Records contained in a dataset
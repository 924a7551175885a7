//! # Command Protocol Constants and Types
//!
//! Core definitions for the vehicle's ASCII command interface.

use std::fmt;
use std::time::Duration;

/// Local UDP port the bridge binds to
pub const LOCAL_PORT: u16 = 9000;

/// Vehicle address on its own Wi-Fi network
pub const VEHICLE_HOST: &str = "192.168.10.1";

/// Vehicle command port
pub const VEHICLE_PORT: u16 = 8889;

/// Acknowledgment sent by the vehicle after entering command mode
pub const HANDSHAKE_ACK: &[u8] = b"ok";

/// Largest datagram the vehicle sends (telemetry frame size)
pub const MAX_DATAGRAM_SIZE: usize = 1518;

/// Longest command on the wire (`rc -100 -100 -100 -100` plus headroom)
pub const MAX_COMMAND_LEN: usize = 24;

/// Stick deflection range accepted by the `rc` command
pub const RC_MIN: i8 = -100;
/// Stick deflection range accepted by the `rc` command
pub const RC_MAX: i8 = 100;

/// Range accepted by the `speed` command in cm/s
pub const SPEED_MIN: u8 = 10;
/// Range accepted by the `speed` command in cm/s
pub const SPEED_MAX: u8 = 100;

/// Handshake wait per attempt: starts at 8 ms, each step five times longer
pub const HANDSHAKE_SCHEDULE: [Duration; 5] = [
    Duration::from_millis(8),
    Duration::from_millis(40),
    Duration::from_millis(200),
    Duration::from_millis(1000),
    Duration::from_millis(5000),
];

/// Four-axis stick command, each axis in [-100, 100]
#[derive(Debug, Clone, Copy, Default, PartialEq, Eq)]
pub struct ControlVector {
    /// Left/right
    pub roll: i8,
    /// Forward/backward
    pub pitch: i8,
    /// Up/down
    pub throttle: i8,
    /// Rotation
    pub yaw: i8,
}

impl ControlVector {
    /// Builds a vector, clamping every axis into the accepted range.
    #[must_use]
    pub fn new(roll: i32, pitch: i32, throttle: i32, yaw: i32) -> Self {
        let clamp = |v: i32| v.clamp(RC_MIN as i32, RC_MAX as i32) as i8;
        Self {
            roll: clamp(roll),
            pitch: clamp(pitch),
            throttle: clamp(throttle),
            yaw: clamp(yaw),
        }
    }

    /// All sticks centered.
    #[must_use]
    pub fn neutral() -> Self {
        Self::default()
    }
}

/// Commands the bridge can issue to the vehicle
#[derive(Debug, Clone, Copy, PartialEq, Eq)]
pub enum Command {
    /// Enter SDK command mode (handshake)
    EnterCommandMode,
    /// Automatic takeoff
    Takeoff,
    /// Automatic landing
    Land,
    /// Stop all motors immediately
    Emergency,
    /// Set cruise speed in cm/s
    Speed(u8),
    /// Ask for the battery percentage
    QueryBattery,
    /// Continuous stick command
    Rc(ControlVector),
}

impl fmt::Display for Command {
    fn fmt(&self, f: &mut fmt::Formatter<'_>) -> fmt::Result {
        match self {
            Command::EnterCommandMode => f.write_str("command"),
            Command::Takeoff => f.write_str("takeoff"),
            Command::Land => f.write_str("land"),
            Command::Emergency => f.write_str("emergency"),
            Command::Speed(cm_s) => write!(f, "speed {}", cm_s),
            Command::QueryBattery => f.write_str("battery?"),
            Command::Rc(v) => write!(f, "rc {} {} {} {}", v.roll, v.pitch, v.throttle, v.yaw),
        }
    }
}

/// How the sender treats a message
#[derive(Debug, Clone, Copy, PartialEq, Eq)]
pub enum MessageKind {
    /// Sent every poll tick; skips the console
    HighFrequency,
    /// Printed to the console before it is transmitted
    Logged,
}

/// Encoded command ready for the socket
#[derive(Debug, Clone, PartialEq, Eq)]
pub struct CommandMessage {
    /// ASCII payload without terminator
    pub payload: bytes::Bytes,
    /// Console treatment
    pub kind: MessageKind,
}

impl CommandMessage {
    /// Payload as text (always ASCII).
    #[must_use]
    pub fn text(&self) -> &str {
        std::str::from_utf8(&self.payload).unwrap_or("<non-ascii>")
    }

    /// Whether this message bypasses the console.
    #[must_use]
    pub fn is_high_frequency(&self) -> bool {
        self.kind == MessageKind::HighFrequency
    }
}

_What you will do_
If a line above contains the word "EnterCommandMode", list it.

_Answer to this problem_
    EnterCommandMode,
            Command::EnterCommandMode => f.write_str("command"),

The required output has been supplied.